*** Exercise data ***

//! Leaf commitments and nullifier hashes.
//!
//! Both are computed with the commitment hash over 31-byte little-endian encodings:
//! - `commitment = commit(LE31(nullifier) || LE31(secret))`
//! - `nullifier_hash = commit(LE31(nullifier))`

use rand_core::{CryptoRng, RngCore};
use zeroize::Zeroize as _;
use zkdrop_core::base::{FieldElement, SECRET_VALUE_SIZE, SecretValue};

use crate::hash::{Committer, SinsemillaCommitter};

/// Compute the tree leaf for a `(nullifier, secret)` pair.
#[must_use]
pub fn leaf_commitment<C: Committer>(
    committer: &C,
    nullifier: &SecretValue,
    secret: &SecretValue,
) -> FieldElement {
    let mut preimage = [0_u8; SECRET_VALUE_SIZE * 2];
    let (head, tail) = preimage.split_at_mut(SECRET_VALUE_SIZE);
    head.copy_from_slice(nullifier.as_le_bytes());
    tail.copy_from_slice(secret.as_le_bytes());

    let commitment = committer.commit(&preimage);
    preimage.zeroize();
    commitment
}

/// Compute the public hash of a nullifier.
#[must_use]
pub fn nullifier_hash<C: Committer>(committer: &C, nullifier: &SecretValue) -> FieldElement {
    committer.commit(nullifier.as_le_bytes())
}

/// A claimable note: the secret pair behind one tree leaf.
#[derive(Debug, Clone, PartialEq, Eq)]
pub struct Note {
    /// Revealed (hashed) when claiming to prevent double claims.
    pub nullifier: SecretValue,
    /// Never revealed.
    pub secret: SecretValue,
}

impl Note {
    /// Create a note from its parts.
    #[must_use]
    pub const fn new(nullifier: SecretValue, secret: SecretValue) -> Self {
        Self { nullifier, secret }
    }

    /// Draw a fresh random note.
    pub fn random<R: RngCore + CryptoRng>(rng: &mut R) -> Self {
        Self {
            nullifier: SecretValue::random(rng),
            secret: SecretValue::random(rng),
        }
    }

    /// The leaf commitment of this note.
    #[must_use]
    pub fn commitment(&self) -> FieldElement {
        leaf_commitment(&SinsemillaCommitter, &self.nullifier, &self.secret)
    }

    /// The public nullifier hash of this note.
    #[must_use]
    pub fn nullifier_hash(&self) -> FieldElement {
        nullifier_hash(&SinsemillaCommitter, &self.nullifier)
    }
}
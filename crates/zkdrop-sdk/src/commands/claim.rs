use std::path::PathBuf;

use eyre::{Context as _, ensure};
use tracing::{info, instrument};
use zeroize::Zeroizing;
use zkdrop_core::base::FieldElement;
use zkdrop_core::schema::circuit_inputs::CircuitInputs;
use zkdrop_core::schema::config::AirdropConfiguration;
use zkdrop_core::schema::note::NoteFile;
use zkdrop_core::schema::proof::ProofOutput;
use zkdrop_merkle::{Note, SinsemillaCommitter, init_hash_primitives};

use super::files::{ensure_matches_configuration, load_tree, read_json, write_json};
use super::sensitive_output::write_sensitive_output;
use crate::circuit_input::build_circuit_inputs;
use crate::common::ProverConfig;
use crate::pipeline::{SnarkjsPipeline, prove_circuit_inputs};

/// Assemble the circuit inputs for claiming a note to `recipient`.
///
/// The output holds the note secrets and is written with owner-only permissions.
///
/// # Errors
/// Returns an error if the note or tree cannot be loaded, the tree does not match the
/// configuration, or the note is not in the tree.
#[instrument(skip_all, fields(tree = %tree_file.display(), %recipient))]
pub async fn claim_prepare(
    note_file: PathBuf,
    tree_file: PathBuf,
    recipient: FieldElement,
    config_file: Option<PathBuf>,
    output: PathBuf,
) -> eyre::Result<()> {
    let stored: NoteFile = read_json(&note_file, "note").await?;
    let tree = load_tree(&tree_file).await?;

    if let Some(config_file) = config_file {
        let config: AirdropConfiguration = read_json(&config_file, "configuration").await?;
        ensure_matches_configuration(&tree, &config)?;
    }

    let inputs = tokio::task::spawn_blocking(move || {
        init_hash_primitives();
        let note = Note::new(stored.nullifier, stored.secret);
        ensure!(
            note.commitment() == stored.commitment,
            "Note file commitment does not match its secrets"
        );
        build_circuit_inputs(&tree, &SinsemillaCommitter, &note, recipient)
            .context("Note cannot be claimed from this tree")
    })
    .await??;
    info!(
        root = %inputs.root,
        nullifier_hash = %inputs.nullifier_hash,
        depth = inputs.path_elements.len(),
        "Prepared claim"
    );

    let json = Zeroizing::new(serde_json::to_vec_pretty(&inputs)?);
    write_sensitive_output(&output, &json).await?;
    info!(file = ?output, "Exported circuit inputs");
    Ok(())
}

/// Prove prepared circuit inputs with the external prover and export the call data.
///
/// # Errors
/// Returns an error if the inputs cannot be read, the prover configuration is invalid, or a
/// pipeline step fails.
#[instrument(skip_all, fields(inputs = %inputs_file.display()))]
#[allow(clippy::print_stdout, reason = "Prints the call data to stdout")]
pub async fn claim_prove(
    inputs_file: PathBuf,
    prover: ProverConfig,
    output: PathBuf,
) -> eyre::Result<()> {
    let inputs: CircuitInputs = read_json(&inputs_file, "circuit inputs").await?;
    let pipeline = SnarkjsPipeline::new(prover.snarkjs_program, prover.pipeline.validate()?);

    let call_data = prove_circuit_inputs(&inputs, &prover.artifacts, &pipeline, &pipeline).await?;

    let proof = ProofOutput {
        root: inputs.root,
        nullifier_hash: inputs.nullifier_hash,
        recipient: inputs.recipient,
        call_data: call_data.0,
    };
    write_json(&output, &proof).await?;
    info!(file = ?output, "Exported proof");

    println!("{}", proof.call_data);
    Ok(())
}
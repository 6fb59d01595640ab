//! Arena-backed binary Merkle tree.

#![allow(
    clippy::indexing_slicing,
    reason = "NodeIds are only issued by the tree that owns the arena"
)]

use tracing::debug;
use zkdrop_core::base::FieldElement;

use crate::error::{MerkleTreeError, validate_leaf_count};
use crate::hash::NodeHasher;
use crate::node::{NodeId, TreeNode};
use crate::proof::MerkleProof;

/// A complete binary Merkle tree over a power-of-two number of leaves.
///
/// The tree owns every node in a single arena. It is immutable once built, so shared
/// references can be handed to any number of readers.
#[derive(Debug, Clone, PartialEq, Eq)]
pub struct MerkleTree {
    nodes: Vec<TreeNode>,
    /// Node ids per level, root level first.
    levels: Vec<Vec<NodeId>>,
}

impl MerkleTree {
    /// Build a tree from its leaves, hashing every internal node with `hasher`.
    ///
    /// # Errors
    /// Returns [`MerkleTreeError::InvalidLeafCount`] if there are no leaves or their number is
    /// not a power of two. No hashing happens in that case.
    pub fn from_leaves<H: NodeHasher>(
        leaves: &[FieldElement],
        hasher: &H,
    ) -> Result<Self, MerkleTreeError> {
        validate_leaf_count(leaves.len())?;

        let mut nodes: Vec<TreeNode> = Vec::with_capacity(leaves.len().saturating_mul(2));
        let mut current: Vec<NodeId> = leaves
            .iter()
            .map(|leaf| {
                let id = NodeId(nodes.len());
                nodes.push(TreeNode::leaf(*leaf));
                id
            })
            .collect();
        let mut levels = vec![current.clone()];

        while current.len() > 1 {
            let mut next = Vec::with_capacity(current.len() / 2);
            for pair in current.chunks_exact(2) {
                let &[left, right] = pair else {
                    unreachable!("chunks_exact(2) yields pairs");
                };
                let value = hasher.compress(&nodes[left.0].value(), &nodes[right.0].value());
                let parent = NodeId(nodes.len());
                nodes.push(TreeNode::with_children(value, left, right));
                nodes[left.0].set_parent(parent);
                nodes[right.0].set_parent(parent);
                next.push(parent);
            }
            levels.push(next.clone());
            current = next;
        }
        levels.reverse();

        let tree = Self { nodes, levels };
        debug!(
            leaf_count = tree.leaf_count(),
            depth = tree.depth(),
            "Built Merkle tree from leaves"
        );
        Ok(tree)
    }

    /// Assemble a tree from an arena and its levels, root level first.
    ///
    /// Callers guarantee a non-empty first level holding exactly one node and fully linked
    /// parent and child references.
    pub(crate) const fn from_arena(nodes: Vec<TreeNode>, levels: Vec<Vec<NodeId>>) -> Self {
        Self { nodes, levels }
    }

    fn node(&self, id: NodeId) -> &TreeNode {
        &self.nodes[id.0]
    }

    fn root_id(&self) -> NodeId {
        self.levels[0][0]
    }

    /// The root value.
    #[must_use]
    pub fn root(&self) -> FieldElement {
        self.node(self.root_id()).value()
    }

    fn leaf_ids(&self) -> &[NodeId] {
        self.levels.last().map_or(&[], Vec::as_slice)
    }

    /// Leaf values in insertion order.
    pub fn leaves(&self) -> impl ExactSizeIterator<Item = FieldElement> + '_ {
        self.leaf_ids().iter().map(|id| self.node(*id).value())
    }

    /// Number of leaves.
    #[must_use]
    pub fn leaf_count(&self) -> usize {
        self.leaf_ids().len()
    }

    /// Number of edges between the root and any leaf.
    #[must_use]
    pub fn depth(&self) -> usize {
        self.levels.len().saturating_sub(1)
    }

    /// Node values per level, root level first.
    pub fn levels(&self) -> impl Iterator<Item = Vec<FieldElement>> + '_ {
        self.levels
            .iter()
            .map(|level| level.iter().map(|id| self.node(*id).value()).collect())
    }

    /// Whether any leaf carries `value`.
    #[must_use]
    pub fn leaf_exists(&self, value: &FieldElement) -> bool {
        self.find_leaf(value).is_some()
    }

    fn find_leaf(&self, value: &FieldElement) -> Option<NodeId> {
        self.leaf_ids()
            .iter()
            .copied()
            .find(|id| self.node(*id).value() == *value)
    }

    /// Derive the inclusion proof of the first leaf carrying `leaf`.
    ///
    /// # Errors
    /// Returns [`MerkleTreeError::LeafNotFound`] if no leaf carries `leaf`.
    ///
    /// # Panics
    /// Panics if the parent and child links of the tree disagree. Trees built by this crate
    /// never trigger this.
    pub fn merkle_proof(&self, leaf: &FieldElement) -> Result<MerkleProof, MerkleTreeError> {
        let start = self
            .find_leaf(leaf)
            .ok_or(MerkleTreeError::LeafNotFound(*leaf))?;

        let mut siblings = Vec::with_capacity(self.depth());
        let mut path_bits = Vec::with_capacity(self.depth());
        let mut current = start;

        while let Some(parent) = self.node(current).parent() {
            let Some((left, right)) = self.node(parent).children() else {
                panic!("Internal inconsistency: parent {parent} of node {current} has no children");
            };
            let (sibling, bit) = if left == current {
                (right, 0)
            } else if right == current {
                (left, 1)
            } else {
                panic!("Internal inconsistency: node {current} is not a child of its parent {parent}");
            };

            siblings.push(self.node(sibling).value());
            path_bits.push(bit);
            current = parent;
        }

        assert_eq!(
            current,
            self.root_id(),
            "Internal inconsistency: proof walk ended away from the root"
        );
        Ok(MerkleProof {
            siblings,
            path_bits,
        })
    }

    /// Recompute every internal node with `hasher` and compare it against the stored value.
    ///
    /// Trees loaded from storage are trusted as-is; this is the explicit opt-in check.
    ///
    /// # Errors
    /// Returns [`MerkleTreeError::HashMismatch`] for the first mismatching node, scanning
    /// from the level just above the leaves up to the root.
    pub fn verify_hashes<H: NodeHasher>(&self, hasher: &H) -> Result<(), MerkleTreeError> {
        for (level, ids) in self.levels.iter().enumerate().rev() {
            for (index, id) in ids.iter().enumerate() {
                let node = self.node(*id);
                let Some((left, right)) = node.children() else {
                    continue;
                };
                let expected = hasher.compress(&self.node(left).value(), &self.node(right).value());
                if expected != node.value() {
                    return Err(MerkleTreeError::HashMismatch { level, index });
                }
            }
        }
        Ok(())
    }
}
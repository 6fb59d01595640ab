//! Note secrets file written by `note new`.

use serde::{Deserialize, Serialize};

use crate::base::{FieldElement, SecretValue};

/// A note's secret pair together with its public derivations.
///
/// The file holds spending material and must only be written with owner-only permissions.
#[derive(Debug, Clone, Serialize, Deserialize)]
pub struct NoteFile {
    /// The note nullifier.
    pub nullifier: SecretValue,
    /// The note secret.
    pub secret: SecretValue,
    /// Leaf commitment inserted into the airdrop tree.
    pub commitment: FieldElement,
    /// Public nullifier hash revealed when claiming.
    pub nullifier_hash: FieldElement,
}
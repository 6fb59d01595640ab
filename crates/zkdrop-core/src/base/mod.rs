//! Foundational primitive types and byte/text helpers.

mod field;
mod secret;
mod utils;

pub use field::{DEFAULT_HEX_WIDTH, FIELD_ELEMENT_SIZE, FieldElement, FieldElementError};
pub use secret::{SECRET_VALUE_SIZE, SecretValue};
pub use utils::bytes_to_bits_le;
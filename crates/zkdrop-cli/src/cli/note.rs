//! Note subcommands.

use std::path::PathBuf;

use super::constants::{DEFAULT_NOTE_FILE, ZKDROP_NOTE_OUT, ZKDROP_NOTE_OVERWRITE};

/// Note command group.
#[derive(Debug, clap::Subcommand)]
pub enum NoteCommands {
    /// Generate a random note and print its commitment.
    New {
        /// Output file for the note secrets.
        #[arg(long, env = ZKDROP_NOTE_OUT, default_value = DEFAULT_NOTE_FILE)]
        out: PathBuf,
        /// Replace an existing note file.
        #[arg(long, env = ZKDROP_NOTE_OVERWRITE, default_value_t = false)]
        overwrite: bool,
    },
}
//! Retry configuration for the proof pipeline.

use std::time::Duration;

use thiserror::Error;

/// Default number of retries after a terminated external process.
const MAX_RETRIES: u32 = 2;
/// Initial retry delay in milliseconds.
const INITIAL_RETRY_DELAY_MS: u64 = 500;
/// Maximum retry delay in milliseconds.
const MAX_RETRY_DELAY_MS: u64 = 5000;
/// Factor for exponential backoff.
const BACKOFF_FACTOR: u32 = 2;
/// Upper bound on configurable retries.
const RETRY_LIMIT: u32 = 10;

/// Errors produced when validating a [`PipelineConfig`].
#[derive(Error, Debug, Clone, PartialEq, Eq)]
pub enum ConfigError {
    /// Too many retries requested.
    #[error("max_retry_attempts {0} exceeds the limit of {RETRY_LIMIT}")]
    TooManyRetries(u32),
    /// The backoff factor must be at least 1.
    #[error("backoff_factor must be at least 1")]
    ZeroBackoffFactor,
    /// The initial delay exceeds the maximum delay.
    #[error("initial_retry_delay {initial:?} exceeds max_retry_delay {max:?}")]
    InvalidDelayRange {
        /// Configured initial delay.
        initial: Duration,
        /// Configured maximum delay.
        max: Duration,
    },
}

/// Retry behaviour for external pipeline steps.
#[derive(Debug, Clone, PartialEq, Eq)]
pub struct PipelineConfig {
    /// Retries after the first attempt.
    pub max_retry_attempts: u32,
    /// Delay before the first retry.
    pub initial_retry_delay: Duration,
    /// Upper bound on any single delay.
    pub max_retry_delay: Duration,
    /// Multiplier applied to the delay after each retry.
    pub backoff_factor: u32,
}

impl Default for PipelineConfig {
    fn default() -> Self {
        Self {
            max_retry_attempts: MAX_RETRIES,
            initial_retry_delay: Duration::from_millis(INITIAL_RETRY_DELAY_MS),
            max_retry_delay: Duration::from_millis(MAX_RETRY_DELAY_MS),
            backoff_factor: BACKOFF_FACTOR,
        }
    }
}

impl PipelineConfig {
    /// Check the configuration for consistency.
    ///
    /// # Errors
    /// Returns a [`ConfigError`] describing the first invalid setting.
    pub const fn validate(self) -> Result<ValidatedPipelineConfig, ConfigError> {
        if self.max_retry_attempts > RETRY_LIMIT {
            return Err(ConfigError::TooManyRetries(self.max_retry_attempts));
        }
        if self.backoff_factor == 0 {
            return Err(ConfigError::ZeroBackoffFactor);
        }
        if self.initial_retry_delay.as_nanos() > self.max_retry_delay.as_nanos() {
            return Err(ConfigError::InvalidDelayRange {
                initial: self.initial_retry_delay,
                max: self.max_retry_delay,
            });
        }
        Ok(ValidatedPipelineConfig {
            max_retry_attempts: self.max_retry_attempts,
            initial_retry_delay: self.initial_retry_delay,
            max_retry_delay: self.max_retry_delay,
            backoff_factor: self.backoff_factor,
        })
    }
}

/// A [`PipelineConfig`] that passed validation.
#[derive(Debug, Clone, PartialEq, Eq)]
pub struct ValidatedPipelineConfig {
    pub(crate) max_retry_attempts: u32,
    pub(crate) initial_retry_delay: Duration,
    pub(crate) max_retry_delay: Duration,
    pub(crate) backoff_factor: u32,
}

*** End of Exercise data ***

• [Brief]: Transcribe the records from their first line. Stop after the line with "tail.copy_from_slice(secret.as_le_bytes());", including it.

• [Answer to this problem]:
//! Leaf commitments and nullifier hashes.
//!
//! Both are computed with the commitment hash over 31-byte little-endian encodings:
//! - `commitment = commit(LE31(nullifier) || LE31(secret))`
//! - `nullifier_hash = commit(LE31(nullifier))`

use rand_core::{CryptoRng, RngCore};
use zeroize::Zeroize as _;
use zkdrop_core::base::{FieldElement, SECRET_VALUE_SIZE, SecretValue};

use crate::hash::{Committer, SinsemillaCommitter};

/// Compute the tree leaf for a `(nullifier, secret)` pair.
#[must_use]
pub fn leaf_commitment<C: Committer>(
    committer: &C,
    nullifier: &SecretValue,
    secret: &SecretValue,
) -> FieldElement {
    let mut preimage = [0_u8; SECRET_VALUE_SIZE * 2];
    let (head, tail) = preimage.split_at_mut(SECRET_VALUE_SIZE);
    head.copy_from_slice(nullifier.as_le_bytes());
    tail.copy_from_slice(secret.as_le_bytes());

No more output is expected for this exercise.